Başkanlık sistemine geçiş yolunda engeller çıkarmaya başlayınca, Erdoğan siyasal etik değerlerine, parti hukukuna ve protokole uygun olmayan bir tarzda Davutoğlu’nu azletti. Türkiye Cumhuriyeti tarihinde ilk kez bir Başbakan ve parti Genel Başkanı, askeri darbe, gensoru ve seçim mağlubiyeti gibi sebepler dışında, istifa usulüyle Cumhurbaşkanı tarafından azledildi. Yerine, AKP yönetiminin deyimiyle düşük profili ile kendisine biat da sınır tanımayan bir kişilik olan Binali Yıldırım’ı getirildi. Erdoğan’a koşulsuz biat etmeyi, sarayla uyum içinde olmayı, başbakan gibi davranmamayı, bir müsteşar veya başkanlık sekretaryası gibi çalışmayı; TBMM’de istenilen kanunları çıkarmayı, muhalefeti alt etmeyi, her işe koşulan joker olmayı ve son olarak Başkanlık sistemine geçişte rol almayı layıkıyla yapacak olan Binali Yıldırım bu işe en uygun kişilikti.
Azledilmesini içine sindirmeye çalışarak 3 yıl boyunca bir köşede bekleyen Davutoğlu, bugünlerde bir parti kurmaya çalışırken kendisini hainlikle suçlayan Erdoğan’ı eski defterleri karıştırmakla tehdit etti. Sakarya’da bir toplantıda, “Terörle mücadele konusunda defter açılırsa, birçok insan, insan yüzüne çıkamaz. Bizi bugün eleştirenler insan yüzüne çıkamazlar! Neden mi? İleride bir gün Cumhuriyet tarihi yazıldığı zaman en kritik dönemlerden biri 7 Haziran ile 1 Kasım arasındaki dönem olarak yazılacaktır” dedi. Hemen o akşam Rize’de, “Böyle bir dönemde kimse kendi çıkarlarını önde tutamaz. Kimse kendi hırsı için memleketin geleceğini tehlikeye atamaz” diyerek Davutoğlu’na yanıt veren Erdoğan, AKP ve MHP cephesini hareketlendirdi. Yandaş medya bu konuyu es geçerken, muhalefet konunun üzerine giderek 7 Haziran-1 Kasım 2015 arasındaki olayları irdelemeye başladı.

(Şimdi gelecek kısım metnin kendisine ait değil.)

// Licensed to the Apache Software Foundation (ASF) under one
// or more contributor license agreements.  See the NOTICE file
// distributed with this work for additional information
// regarding copyright ownership.  The ASF licenses this file
// to you under the Apache License, Version 2.0 (the
// "License"); you may not use this file except in compliance
// with the License.  You may obtain a copy of the License at
//
//   http://www.apache.org/licenses/LICENSE-2.0
//
// Unless required by applicable law or agreed to in writing,
// software distributed under the License is distributed on an
// "AS IS" BASIS, WITHOUT WARRANTIES OR CONDITIONS OF ANY
// KIND, either express or implied.  See the License for the
// specific language governing permissions and limitations
// under the License.

//! Top-level usage and manual text.

use crate::kind::SketchKind;

const INDENT: &str = "                  ";

/// Usage shown for `ds`, `ds help` and unrecognized sketch types.
pub fn top_level_help() -> String {
    let mut text = String::new();
    text.push_str("NAME\n");
    text.push_str("  ds              This command-line application provides sketches for uniques,\n");
    line(&mut text, "distributions (quantiles, cdf, pmf), frequent items, set expressions,");
    line(&mut text, "and sampling of uniform and weighted items.");
    text.push('\n');

    text.push_str("SYNOPSIS\n");
    entry(&mut text, "ds", &["This help text."]);
    entry(&mut text, "ds help", &["This help text."]);
    entry(&mut text, "ds SKETCH <OPT>", &["Use this SKETCH with options."]);
    entry(&mut text, "ds SKETCH -help", &["Get options help for this SKETCH."]);
    entry(&mut text, "ds man", &["This help text followed by the options of every SKETCH."]);

    text.push_str("SKETCHES\n");
    for kind in SketchKind::ALL {
        entry(&mut text, &format!("ds {}", kind.token()), description(kind));
    }
    text
}

/// The top-level help followed by the usage of every sketch kind.
pub fn manual() -> String {
    let mut text = top_level_help();
    for kind in SketchKind::ALL {
        text.push('\n');
        text.push_str(&kind.describe_options());
    }
    text
}

fn description(kind: SketchKind) -> &'static [&'static str] {
    match kind {
        SketchKind::FrequentItems => &[
            "Frequency sketch for finding the heavy hitter objects from a stream of",
            "integer weighted items. This sketch accumulates the weights keyed on the items.",
            "The default is each line is a single item with an assumed weight of 1.",
        ],
        SketchKind::Cardinality => {
            &["HyperLogLog (HLL) sketch for estimating cardinalities from a stream of items."]
        }
        SketchKind::Quantiles => {
            &["Quantiles sketch for estimating distributions from a stream of numeric values."]
        }
        SketchKind::UniformSample => {
            &["Reservoir sketch for uniform sampling of a stream of integers into max k samples."]
        }
        SketchKind::SetSketch => {
            &["Theta sketch for estimating set expression cardinalities of a stream of items."]
        }
        SketchKind::WeightedSample => &[
            "VarOpt sketch for weighted sampling of a stream of pre-aggregated, weighted items",
            "into max k samples. This sketch does not accumulate weights of identical items.",
            "The default is each line is a single item with an assumed weight of 1.0.",
        ],
    }
}

fn entry(text: &mut String, name: &str, lines: &[&str]) {
    text.push_str(&format!("  {name:<16}"));
    for (i, body) in lines.iter().enumerate() {
        if i == 0 {
            text.push_str(body);
            text.push('\n');
        } else {
            line(text, body);
        }
    }
    text.push('\n');
}

fn line(text: &mut String, body: &str) {
    text.push_str(INDENT);
    text.push_str(body);
    text.push('\n');
}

“Cumhurbaşkanı ile en başından beri koordineli çalıştık” diyen Davutoğlu, söz konusu dönemde bir Başbakan olarak durumdan vazife çıkarmaktan geri durmamıştı. 10 Ekim’deki Ankara Gar katliamından sonra “Şimdi anketler geliyor, kamuoyunun nabzını tutuyoruz, oylarımızda yükseliş trendi var” diyerek bu katliamın hangi amaçla yapıldığı gerçeğini azgından kaçırmıştı. Ayrıca IŞİD’i “Öfkeli çocuklar” olarak nitelemiş ve Van’daki bir konuşmasında, “AKP iktidarı indirilirse buralarda beyaz Toroslar dolaştırılacak” diyerek Kürt seçmeni tehdit etmişti.
Yoğun baskı ve terör ortamında yapılan 1 Kasım 2015 seçimlerinde AKP, yüzde 49.5 ile tarihinin en yüksek oyunu aldı. TBMM’de çoğunluğu sağlayarak yeniden tek başına iktidar oldu. Erdoğan, 64. hükümeti kurması için yine Davutoğlu’nu görevlendirdi. Gülen Cemaatinin rahle-i tedrisatından geçen Davutoğlu, Cemaat tarafından Malezya’da profesör yapılmış, sonra da özel üniversitelerde görev yaptıktan sonra AKP’de Başbakan danışmanlığı ile siyaset atılmıştı. Sırasıyla Bakan ve başbakan ve AKP Genel Başkanı oldu. 27 Ağustos 2014-22 Mayıs 2016 döneminde başbakan olarak AKP politikalarını belirledi.
Davutoğlu görev aldığı dönemler boyunca AKP politikalarının başmühendisi oldu. Şimdi AKP çizgisinde bir parti (adı bile AKP’yi çağrıştırıyor) kurmaya çalışıyor. AKP’yi aşan ne bir özeleştiri ne de yeni bir siyasal programı var. AKP’den bile istifa etmiyor. Hangi yüzle halkın karşısına çıkacak ve neyin siyasetini yapacaksın Davutoğlu? Halk, aslı varken suretine itibar eder mi?